**Directions for this task**.
Send back the whole listing untouched.

**Stored data**.
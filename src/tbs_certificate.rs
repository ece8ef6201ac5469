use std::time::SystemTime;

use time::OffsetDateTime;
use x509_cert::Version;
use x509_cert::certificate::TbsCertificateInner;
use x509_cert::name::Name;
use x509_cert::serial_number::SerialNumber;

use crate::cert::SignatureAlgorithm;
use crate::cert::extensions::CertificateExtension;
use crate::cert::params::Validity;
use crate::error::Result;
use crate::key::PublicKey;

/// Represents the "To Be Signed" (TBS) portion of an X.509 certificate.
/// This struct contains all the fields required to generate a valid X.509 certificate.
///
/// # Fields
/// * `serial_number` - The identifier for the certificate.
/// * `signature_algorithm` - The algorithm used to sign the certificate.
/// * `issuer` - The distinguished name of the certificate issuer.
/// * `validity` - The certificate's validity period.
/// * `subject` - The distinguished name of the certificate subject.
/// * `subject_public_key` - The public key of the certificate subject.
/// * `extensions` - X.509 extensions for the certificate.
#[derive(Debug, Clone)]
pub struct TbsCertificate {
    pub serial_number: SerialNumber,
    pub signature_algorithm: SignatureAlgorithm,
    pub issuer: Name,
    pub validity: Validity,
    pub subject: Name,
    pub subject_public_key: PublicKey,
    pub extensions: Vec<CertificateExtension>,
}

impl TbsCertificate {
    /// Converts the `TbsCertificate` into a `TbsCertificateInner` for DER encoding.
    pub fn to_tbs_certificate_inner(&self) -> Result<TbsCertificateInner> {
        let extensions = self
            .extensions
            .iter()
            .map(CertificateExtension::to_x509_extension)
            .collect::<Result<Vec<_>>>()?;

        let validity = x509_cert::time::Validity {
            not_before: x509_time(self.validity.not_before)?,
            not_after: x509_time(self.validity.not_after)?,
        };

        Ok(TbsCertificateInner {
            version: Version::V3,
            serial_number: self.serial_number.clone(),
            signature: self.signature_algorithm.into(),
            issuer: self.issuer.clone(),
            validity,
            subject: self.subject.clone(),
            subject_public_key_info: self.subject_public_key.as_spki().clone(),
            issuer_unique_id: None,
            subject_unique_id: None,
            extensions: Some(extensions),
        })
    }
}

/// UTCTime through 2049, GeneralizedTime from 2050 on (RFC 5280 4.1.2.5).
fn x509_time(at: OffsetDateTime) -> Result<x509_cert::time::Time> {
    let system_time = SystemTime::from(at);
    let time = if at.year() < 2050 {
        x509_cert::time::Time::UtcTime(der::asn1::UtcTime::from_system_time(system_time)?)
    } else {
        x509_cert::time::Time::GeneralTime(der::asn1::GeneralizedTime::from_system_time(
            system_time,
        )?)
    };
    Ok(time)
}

**Your response**.
filename src/tbs_certificate.rs
repository ece8ef6201ac5469
use std::time::SystemTime;

use time::OffsetDateTime;
use x509_cert::Version;
use x509_cert::certificate::TbsCertificateInner;
use x509_cert::name::Name;
use x509_cert::serial_number::SerialNumber;

use crate::cert::SignatureAlgorithm;
use crate::cert::extensions::CertificateExtension;
use crate::cert::params::Validity;
use crate::error::Result;
use crate::key::PublicKey;

/// Represents the "To Be Signed" (TBS) portion of an X.509 certificate.
/// This struct contains all the fields required to generate a valid X.509 certificate.
///
/// # Fields
/// * `serial_number` - The identifier for the certificate.
/// * `signature_algorithm` - The algorithm used to sign the certificate.
/// * `issuer` - The distinguished name of the certificate issuer.
/// * `validity` - The certificate's validity period.
/// * `subject` - The distinguished name of the certificate subject.
/// * `subject_public_key` - The public key of the certificate subject.
/// * `extensions` - X.509 extensions for the certificate.
#[derive(Debug, Clone)]
pub struct TbsCertificate {
    pub serial_number: SerialNumber,
    pub signature_algorithm: SignatureAlgorithm,
    pub issuer: Name,
    pub validity: Validity,
    pub subject: Name,
    pub subject_public_key: PublicKey,
    pub extensions: Vec<CertificateExtension>,
}

impl TbsCertificate {
    /// Converts the `TbsCertificate` into a `TbsCertificateInner` for DER encoding.
    pub fn to_tbs_certificate_inner(&self) -> Result<TbsCertificateInner> {
        let extensions = self
            .extensions
            .iter()
            .map(CertificateExtension::to_x509_extension)
            .collect::<Result<Vec<_>>>()?;

        let validity = x509_cert::time::Validity {
            not_before: x509_time(self.validity.not_before)?,
            not_after: x509_time(self.validity.not_after)?,
        };

        Ok(TbsCertificateInner {
            version: Version::V3,
            serial_number: self.serial_number.clone(),
            signature: self.signature_algorithm.into(),
            issuer: self.issuer.clone(),
            validity,
            subject: self.subject.clone(),
            subject_public_key_info: self.subject_public_key.as_spki().clone(),
            issuer_unique_id: None,
            subject_unique_id: None,
            extensions: Some(extensions),
        })
    }
}

/// UTCTime through 2049, GeneralizedTime from 2050 on (RFC 5280 4.1.2.5).
fn x509_time(at: OffsetDateTime) -> Result<x509_cert::time::Time> {
    let system_time = SystemTime::from(at);
    let time = if at.year() < 2050 {
        x509_cert::time::Time::UtcTime(der::asn1::UtcTime::from_system_time(system_time)?)
    } else {
        x509_cert::time::Time::GeneralTime(der::asn1::GeneralizedTime::from_system_time(
            system_time,
        )?)
    };
    Ok(time)
}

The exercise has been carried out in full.